**Exercise description:** Copy word for word, please, the lines of the entries below running from the one containing "pub mod runtime_error;" to the one containing "str, ip: usize", both ends included.
▼▼▼
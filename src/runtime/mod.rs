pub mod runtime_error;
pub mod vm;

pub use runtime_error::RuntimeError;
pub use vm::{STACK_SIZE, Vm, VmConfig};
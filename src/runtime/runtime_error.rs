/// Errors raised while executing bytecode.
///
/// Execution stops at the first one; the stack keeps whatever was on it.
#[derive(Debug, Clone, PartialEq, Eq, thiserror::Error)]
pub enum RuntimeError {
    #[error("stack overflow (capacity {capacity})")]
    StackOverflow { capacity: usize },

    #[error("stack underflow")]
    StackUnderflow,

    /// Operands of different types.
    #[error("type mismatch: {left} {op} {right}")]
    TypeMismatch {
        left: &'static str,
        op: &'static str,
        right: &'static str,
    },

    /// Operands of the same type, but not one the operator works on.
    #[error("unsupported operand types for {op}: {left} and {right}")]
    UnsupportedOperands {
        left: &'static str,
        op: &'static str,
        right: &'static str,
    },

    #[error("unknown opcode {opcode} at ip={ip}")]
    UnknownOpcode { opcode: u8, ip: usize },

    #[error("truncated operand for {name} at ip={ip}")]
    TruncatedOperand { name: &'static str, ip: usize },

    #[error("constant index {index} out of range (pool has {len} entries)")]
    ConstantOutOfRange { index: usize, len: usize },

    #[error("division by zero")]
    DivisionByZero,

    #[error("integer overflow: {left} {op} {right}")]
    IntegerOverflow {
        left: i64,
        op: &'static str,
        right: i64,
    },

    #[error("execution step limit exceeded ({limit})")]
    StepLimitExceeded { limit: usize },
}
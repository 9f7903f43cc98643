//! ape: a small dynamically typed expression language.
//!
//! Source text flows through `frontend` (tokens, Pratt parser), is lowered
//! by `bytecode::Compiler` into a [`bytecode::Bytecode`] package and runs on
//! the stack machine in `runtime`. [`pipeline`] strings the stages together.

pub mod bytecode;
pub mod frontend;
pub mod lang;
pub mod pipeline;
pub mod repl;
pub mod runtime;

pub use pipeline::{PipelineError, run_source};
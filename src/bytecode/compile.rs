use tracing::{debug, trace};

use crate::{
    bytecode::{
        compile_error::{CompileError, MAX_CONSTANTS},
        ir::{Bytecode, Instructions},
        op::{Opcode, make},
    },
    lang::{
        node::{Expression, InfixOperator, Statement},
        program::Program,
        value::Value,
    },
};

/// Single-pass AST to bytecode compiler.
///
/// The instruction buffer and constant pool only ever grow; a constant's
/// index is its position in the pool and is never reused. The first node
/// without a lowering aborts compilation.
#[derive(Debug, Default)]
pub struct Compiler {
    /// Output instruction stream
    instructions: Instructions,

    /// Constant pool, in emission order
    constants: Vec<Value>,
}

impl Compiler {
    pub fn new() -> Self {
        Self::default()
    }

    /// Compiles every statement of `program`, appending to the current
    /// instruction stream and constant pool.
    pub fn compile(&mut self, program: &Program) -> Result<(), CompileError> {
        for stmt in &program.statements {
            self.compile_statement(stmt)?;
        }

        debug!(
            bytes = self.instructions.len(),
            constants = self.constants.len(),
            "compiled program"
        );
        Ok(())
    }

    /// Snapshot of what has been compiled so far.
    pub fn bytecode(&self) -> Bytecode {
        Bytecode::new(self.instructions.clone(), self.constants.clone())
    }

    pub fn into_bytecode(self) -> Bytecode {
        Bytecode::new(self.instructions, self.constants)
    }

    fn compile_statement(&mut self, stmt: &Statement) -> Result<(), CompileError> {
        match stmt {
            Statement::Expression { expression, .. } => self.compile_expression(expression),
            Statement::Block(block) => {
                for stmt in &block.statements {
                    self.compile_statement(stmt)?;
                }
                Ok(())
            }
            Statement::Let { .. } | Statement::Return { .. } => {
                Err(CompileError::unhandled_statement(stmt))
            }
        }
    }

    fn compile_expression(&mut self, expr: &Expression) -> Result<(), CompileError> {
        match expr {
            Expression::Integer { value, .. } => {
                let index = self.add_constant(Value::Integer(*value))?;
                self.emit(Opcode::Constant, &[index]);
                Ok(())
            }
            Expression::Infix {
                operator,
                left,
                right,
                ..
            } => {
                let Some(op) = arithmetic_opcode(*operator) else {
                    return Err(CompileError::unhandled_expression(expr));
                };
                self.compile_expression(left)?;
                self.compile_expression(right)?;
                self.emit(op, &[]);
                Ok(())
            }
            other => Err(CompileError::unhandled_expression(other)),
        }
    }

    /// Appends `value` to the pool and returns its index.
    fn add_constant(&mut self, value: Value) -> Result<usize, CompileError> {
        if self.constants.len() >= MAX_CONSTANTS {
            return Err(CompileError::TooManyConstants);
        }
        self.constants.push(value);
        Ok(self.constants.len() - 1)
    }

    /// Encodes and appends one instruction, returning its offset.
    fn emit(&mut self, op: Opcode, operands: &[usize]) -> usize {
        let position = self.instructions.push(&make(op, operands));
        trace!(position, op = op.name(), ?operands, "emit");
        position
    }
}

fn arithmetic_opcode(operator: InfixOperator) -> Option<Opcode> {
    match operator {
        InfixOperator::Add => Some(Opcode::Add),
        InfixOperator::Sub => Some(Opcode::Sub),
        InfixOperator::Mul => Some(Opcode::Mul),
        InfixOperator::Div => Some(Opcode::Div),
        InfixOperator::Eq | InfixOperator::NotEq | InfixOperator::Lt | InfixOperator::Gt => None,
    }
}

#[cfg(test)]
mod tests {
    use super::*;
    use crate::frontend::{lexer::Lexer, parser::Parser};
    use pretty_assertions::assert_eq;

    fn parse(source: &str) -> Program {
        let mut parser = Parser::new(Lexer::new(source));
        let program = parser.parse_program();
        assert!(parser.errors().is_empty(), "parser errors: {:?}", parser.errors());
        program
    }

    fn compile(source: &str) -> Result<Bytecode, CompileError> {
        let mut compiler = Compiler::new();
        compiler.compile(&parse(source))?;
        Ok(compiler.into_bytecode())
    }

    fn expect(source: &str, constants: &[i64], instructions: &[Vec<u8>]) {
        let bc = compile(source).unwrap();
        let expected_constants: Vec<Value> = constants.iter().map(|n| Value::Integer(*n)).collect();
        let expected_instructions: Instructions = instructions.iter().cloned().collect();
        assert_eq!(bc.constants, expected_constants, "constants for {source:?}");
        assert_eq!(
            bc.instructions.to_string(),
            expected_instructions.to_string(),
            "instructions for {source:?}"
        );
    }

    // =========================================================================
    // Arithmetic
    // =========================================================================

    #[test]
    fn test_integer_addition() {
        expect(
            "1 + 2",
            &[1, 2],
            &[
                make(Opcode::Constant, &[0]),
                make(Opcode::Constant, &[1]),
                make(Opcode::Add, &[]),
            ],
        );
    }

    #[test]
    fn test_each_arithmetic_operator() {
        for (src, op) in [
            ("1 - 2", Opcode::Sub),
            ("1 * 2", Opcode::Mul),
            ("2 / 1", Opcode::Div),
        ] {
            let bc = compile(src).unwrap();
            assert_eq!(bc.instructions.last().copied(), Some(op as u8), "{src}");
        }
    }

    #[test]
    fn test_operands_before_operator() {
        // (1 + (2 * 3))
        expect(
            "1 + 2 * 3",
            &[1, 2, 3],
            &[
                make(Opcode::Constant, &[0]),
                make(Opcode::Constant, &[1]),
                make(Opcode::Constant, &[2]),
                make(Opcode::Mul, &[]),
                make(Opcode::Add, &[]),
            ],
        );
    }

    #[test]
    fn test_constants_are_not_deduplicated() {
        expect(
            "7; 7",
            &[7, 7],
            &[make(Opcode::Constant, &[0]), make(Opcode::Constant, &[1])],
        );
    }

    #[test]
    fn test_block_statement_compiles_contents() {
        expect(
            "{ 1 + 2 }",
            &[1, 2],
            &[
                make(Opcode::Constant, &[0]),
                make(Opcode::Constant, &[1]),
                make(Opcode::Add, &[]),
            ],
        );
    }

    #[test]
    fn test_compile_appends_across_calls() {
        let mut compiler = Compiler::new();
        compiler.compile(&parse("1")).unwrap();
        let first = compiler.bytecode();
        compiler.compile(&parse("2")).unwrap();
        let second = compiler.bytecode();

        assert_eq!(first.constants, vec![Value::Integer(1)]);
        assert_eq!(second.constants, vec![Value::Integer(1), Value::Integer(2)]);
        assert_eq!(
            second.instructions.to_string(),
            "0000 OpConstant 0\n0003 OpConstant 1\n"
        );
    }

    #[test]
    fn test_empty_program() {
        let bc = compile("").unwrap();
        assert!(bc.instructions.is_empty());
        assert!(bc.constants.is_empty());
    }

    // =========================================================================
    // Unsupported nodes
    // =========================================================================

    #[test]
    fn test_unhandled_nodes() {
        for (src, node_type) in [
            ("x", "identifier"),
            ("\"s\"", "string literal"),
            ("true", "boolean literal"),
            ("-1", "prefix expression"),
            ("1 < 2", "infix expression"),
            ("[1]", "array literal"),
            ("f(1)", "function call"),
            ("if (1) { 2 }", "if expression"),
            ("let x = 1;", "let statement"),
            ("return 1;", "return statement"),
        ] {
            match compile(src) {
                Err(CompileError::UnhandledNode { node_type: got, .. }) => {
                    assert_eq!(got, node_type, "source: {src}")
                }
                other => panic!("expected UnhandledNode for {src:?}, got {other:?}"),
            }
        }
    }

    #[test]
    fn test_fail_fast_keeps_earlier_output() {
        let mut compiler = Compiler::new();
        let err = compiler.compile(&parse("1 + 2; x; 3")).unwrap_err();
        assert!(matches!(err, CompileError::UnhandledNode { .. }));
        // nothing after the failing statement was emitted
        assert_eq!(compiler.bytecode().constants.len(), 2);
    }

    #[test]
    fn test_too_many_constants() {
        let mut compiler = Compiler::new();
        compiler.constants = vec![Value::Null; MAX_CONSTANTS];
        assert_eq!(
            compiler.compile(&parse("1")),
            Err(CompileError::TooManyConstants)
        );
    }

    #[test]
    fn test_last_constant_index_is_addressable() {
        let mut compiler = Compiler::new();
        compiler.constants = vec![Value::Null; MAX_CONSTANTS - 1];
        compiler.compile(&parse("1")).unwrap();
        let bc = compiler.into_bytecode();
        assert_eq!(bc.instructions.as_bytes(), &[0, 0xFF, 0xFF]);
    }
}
▲▲▲
**Response to the task:**
pub mod runtime_error;
pub mod vm;

pub use runtime_error::RuntimeError;
pub use vm::{STACK_SIZE, Vm, VmConfig};
filename src/runtime/runtime_error.rs
/// Errors raised while executing bytecode.
///
/// Execution stops at the first one; the stack keeps whatever was on it.
#[derive(Debug, Clone, PartialEq, Eq, thiserror::Error)]
pub enum RuntimeError {
    #[error("stack overflow (capacity {capacity})")]
    StackOverflow { capacity: usize },

    #[error("stack underflow")]
    StackUnderflow,

    /// Operands of different types.
    #[error("type mismatch: {left} {op} {right}")]
    TypeMismatch {
        left: &'static str,
        op: &'static str,
        right: &'static str,
    },

    /// Operands of the same type, but not one the operator works on.
    #[error("unsupported operand types for {op}: {left} and {right}")]
    UnsupportedOperands {
        left: &'static str,
        op: &'static str,
        right: &'static str,
    },

    #[error("unknown opcode {opcode} at ip={ip}")]
    UnknownOpcode { opcode: u8, ip: usize },

    #[error("truncated operand for {name} at ip={ip}")]
    TruncatedOperand { name: &'static str, ip: usize },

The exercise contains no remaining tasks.